BAGHDAD // The Iraqi soldiers tell of how they can hardly live with the shame of their rout under the onslaught of the Islamic militants. Their commanders disappeared. Pleas for more ammunition went unanswered. Troops ran from post to post only to find them already taken by gunmen, forcing them to flee.
“I see it in the eyes of my family, relatives and neighbours,” one lieutenant-colonel who escaped the militants’ sweep over the northern city of Mosul said. “I am as broken and ashamed...”
Iraq’s military has been deeply shaken by their collapse in the face of fighters led by the Al Qaeda breakaway group Islamic State of Iraq and the Levant, who in the course of just over a week overran Mosul then stormed toward Baghdad, seizing town after town, several cities and army base after army base over a large swath of territory.
The effect is hurting efforts to rally the armed forces to fight back. Shiite militiamen and volunteers have had to fill the void as the regular army struggles to regroup.
Top commanders have been put under investigation. Conspiracy theories are running rampant to explain the meltdown. Some Shiite allies of prime minister Nouri Al Maliki have accused Kurds in the north of encouraging the military collapse so they could grab territory and weapons for themselves — an accusation that they’ve provided no proof for but that is straining already tense ties with the Kurdish autonomous zone, where officials deny the claim.
On Tuesday, Mr Al Maliki retired three generals who had been deployed in Mosul and ordered legal proceedings against them. He also dismissed a brigadier general and ordered his court martial in absentia. He said he planned to retire off or court martial more senior officers, but gave no details.
Already he had ordered the questioning of the military’s Chief of Joint Operations Gen Abboud Gambar and the ground forces commander Gen Ali Gheidan, according to security officials who spoke on condition of anonymity because of the sensitivity of the subject. The two face no charges and no legal action has been taken against them.
Mr Al Maliki has also vowed to bring the full weight of military law, including the execution of deserters, on anyone who is found out to have fled the battle.
Mr Al Maliki is trying to turn the armed forces around. He told army commanders and volunteers in a rally south of Baghdad this week that the rout served as a much needed wake-up call. He said it would lead to the exposure and punishment of military commanders and politicians he accuses of betraying their country. He has also cryptically blamed conspiracies, acts of treachery and meddling Arab nations.
The blow was particularly harsh in a country that has traditionally prided itself on the prowess of its soldiers, with the faith of its Shiite majority immersed in a narrative of martyrdom that is rooted in the fabled bravery of its saints.
Members of the political coalition led by Mr Al Maliki openly accused the Kurdish self-rule government of collusion with the Islamic militants in the capture of Mosul, Iraq’s second-largest city, by doing nothing to prevent its fall. They said Kurdish fighters illegally seized large quantities of weapons and equipment left behind by fleeing Iraqi troops.

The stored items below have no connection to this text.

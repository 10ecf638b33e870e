//! Binary classification over candidate feature vectors.
//!
//! Any learner works as long as it is trained from a [`TrainingSet`] and
//! the resulting model returns the probability of the "is a topic" class.

pub mod logistic;

use serde::{Deserialize, Serialize};

use crate::error::ClassifierError;
use crate::indexer::feature::{FeatureToggles, FeatureVector};

pub use logistic::{LogisticModel, LogisticRegression};

/// Feature vectors of every training candidate plus the toggles that
/// say which slots carry data.
#[derive(Debug, Clone, Default, PartialEq, Serialize, Deserialize)]
pub struct TrainingSet {
    pub toggles: FeatureToggles,
    pub examples: Vec<FeatureVector>,
}

impl TrainingSet {
    pub fn new(toggles: FeatureToggles) -> Self {
        Self {
            toggles,
            examples: Vec::new(),
        }
    }

    pub fn len(&self) -> usize {
        self.examples.len()
    }

    pub fn is_empty(&self) -> bool {
        self.examples.is_empty()
    }

    pub fn num_positive(&self) -> usize {
        self.examples.iter().filter(|e| e.is_positive()).count()
    }

    /// Rejects NaN and infinite values in enabled slots
    pub fn check_finite(&self) -> Result<(), ClassifierError> {
        for example in &self.examples {
            check_finite(&self.toggles, example)?;
        }
        Ok(())
    }
}

pub(crate) fn check_finite(toggles: &FeatureToggles, vector: &FeatureVector) -> Result<(), ClassifierError> {
    for feature in toggles.enabled() {
        let value = vector.get(feature);
        if !value.is_finite() {
            return Err(ClassifierError::NonFiniteFeature {
                feature: feature.name(),
                value,
            });
        }
    }
    Ok(())
}

/// Trains a [`ProbabilityModel`]. A failure aborts the whole batch.
pub trait Classifier {
    type Model: ProbabilityModel;

    fn train(&self, data: &TrainingSet) -> Result<Self::Model, ClassifierError>;
}

/// Trained model, shared read-only between extraction threads
pub trait ProbabilityModel: Send + Sync {
    /// Probability in `[0, 1]` that the candidate is a topic
    fn predict(&self, vector: &FeatureVector) -> Result<f64, ClassifierError>;
}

Mr Al Maliki’s allies have not produced evidence to back up their claims, which the Kurds categorically denied.
The breakdown is rooted in multiple factors. Even after the United States spent billions of dollars training the armed forces during its 2003-2011 military presence in Iraq, the 1 million-member army and police remain riven by sectarian discontents, corruption and a lack of professionalism.
The territory that the Islamic State has captured has an overwhelmingly Sunni population, where resentment is high against Mr Al Maliki’s Shiite-dominated government because of what they see as discrimination against their communities.
At the time Islamic State fighters overran Mosul a week ago, there were about 50,000 federal and regular local police in the city and two army divisions totalling about 24,000 troops. The federal police were largely Shiites, the locals mainly Sunnis from Mosul. One of the army divisions was mixed Sunni-Shiite and the other was mainly composed of Kurds.
Among the troops who escaped Mosul, the humiliation hits deep.
The lieutenant colonel, a Shiite, had been stationed in an airbase in Mosul. They received orders to pull out and fall back to their division headquarters, but when they got there they found it had already been captured by militants who were looting its arsenals. So he and his comrades fled to the city of Kirkuk, to the south-east, then proceeded to Baghdad.
He said they were detained briefly at a checkpoint near Baghdad and questioned by other soldiers why they fled — a further shame.
“I have been fighting in Mosul for five years, we never ran away. Some of us were killed and injured, but we never ran away,” he said. “Now, people tell me we are cowards, can you imagine? I cannot sleep. Death is more merciful.”